What is being asked >> When a line below contains the word "CanonicalEmbedding", copy that line.
Material for this exercise: Begin
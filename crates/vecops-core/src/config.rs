//! Configuration loader.
//!
//! Uses Figment to merge `vecops.toml` + `vecops.<env>.toml` + `VECOPS_*`
//! env vars. Typed accessors cover the database endpoint, the canonical
//! embedding pair, and the view update policy.

use figment::{
    providers::{Env, Format, Toml},
    Figment,
};
use serde::Deserialize;
use std::env;

use crate::types::CanonicalEmbedding;

/// Env var selecting the global view update policy.
pub const VIEW_UPDATE_POLICY_VAR: &str = "VECOPS_VIEW_UPDATE_POLICY";

/// Connection settings for the external database.
#[derive(Debug, Clone, Deserialize)]
pub struct DatabaseConfig {
    pub url: String,
    #[serde(default)]
    pub username: String,
    #[serde(default)]
    pub password: String,
    pub database: String,
}

pub struct Config {
    figment: Figment,
}

impl Config {
    pub fn load() -> anyhow::Result<Self> {
        let env_name = env::var("RUST_ENV").unwrap_or_else(|_| "dev".to_string());

        let mut figment = Figment::new().merge(Toml::file("vecops.toml"));
        match env_name.as_str() {
            "dev" | "development" => figment = figment.merge(Toml::file("vecops.dev.toml")),
            "prod" | "production" => figment = figment.merge(Toml::file("vecops.prod.toml")),
            "test" | "testing" => figment = figment.merge(Toml::file("vecops.test.toml")),
            _ => {}
        }
        // VECOPS_DB__URL maps to db.url; single-underscore vars stay flat.
        figment = figment.merge(Env::prefixed("VECOPS_").split("__"));

        Ok(Self { figment })
    }

    pub fn get<T>(&self, key: &str) -> anyhow::Result<T>
    where
        T: serde::de::DeserializeOwned,
    {
        self.figment
            .extract_inner(key)
            .map_err(|e| anyhow::anyhow!("Failed to get '{}': {}", key, e))
    }

    pub fn database(&self) -> anyhow::Result<DatabaseConfig> {
        self.get("db")
    }

    pub fn canonical_embedding(&self) -> anyhow::Result<CanonicalEmbedding> {
        let model: String = self.get("embedding.model")?;
        let dim: usize = self.get("embedding.dim")?;
        let canonical = CanonicalEmbedding::new(model, dim);
        canonical.validate()?;
        Ok(canonical)
    }

    /// Raw policy string; parsing lives with the provisioning cache.
    /// Missing value means the default policy (`check_config`).
    pub fn view_update_policy(&self) -> Option<String> {
        self.get("view_update_policy").ok()
    }
}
Material for this exercise: End
Written answer >>
use crate::types::CanonicalEmbedding;
    pub fn canonical_embedding(&self) -> anyhow::Result<CanonicalEmbedding> {
        let canonical = CanonicalEmbedding::new(model, dim);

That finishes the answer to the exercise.